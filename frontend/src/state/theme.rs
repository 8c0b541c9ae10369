use std::rc::Rc;

use leptos::*;

use crate::theme::{read_platform_theme, ColorSchemeSource, Theme, ThemeTarget};
use crate::utils::listener::ListenerHandle;

/// Mirrors the platform color-scheme preference onto a [`ThemeTarget`] for
/// as long as it is alive and not disposed.
pub struct ThemeSynchronizer {
    theme: RwSignal<Theme>,
    target: Rc<dyn ThemeTarget>,
    listener: Option<ListenerHandle>,
}

impl ThemeSynchronizer {
    pub fn initialize(source: &dyn ColorSchemeSource, target: Rc<dyn ThemeTarget>) -> Self {
        let initial = read_platform_theme(source);
        let theme = create_rw_signal(initial);
        write_theme(target.as_ref(), theme, initial);

        let listener = {
            let target = Rc::clone(&target);
            source.watch(Box::new(move |prefers_dark| {
                write_theme(target.as_ref(), theme, Theme::from_prefers_dark(prefers_dark));
            }))
        };
        if listener.is_none() {
            log::debug!("platform does not report color scheme changes");
        }

        Self {
            theme,
            target,
            listener,
        }
    }

    pub fn apply_theme(&self, theme: Theme) {
        write_theme(self.target.as_ref(), self.theme, theme);
    }

    pub fn current_theme(&self) -> Theme {
        self.theme.get_untracked()
    }

    pub fn signal(&self) -> ReadSignal<Theme> {
        self.theme.read_only()
    }

    pub fn is_listening(&self) -> bool {
        self.listener.is_some()
    }

    /// Stops following the platform preference. The last applied theme stays
    /// in place.
    pub fn dispose(&mut self) {
        if let Some(listener) = self.listener.take() {
            listener.dispose();
        }
    }
}

fn write_theme(target: &dyn ThemeTarget, signal: RwSignal<Theme>, theme: Theme) {
    if let Err(err) = target.write_theme(theme) {
        log::warn!("failed to apply {} theme: {}", theme, err);
    }
    signal.set(theme);
    log::debug!("applied {} theme", theme);
}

WORK ITEM
On how many lines of the listing does the string "RwSignal" occur? Give the number by itself.

SOLUTION BELOW
2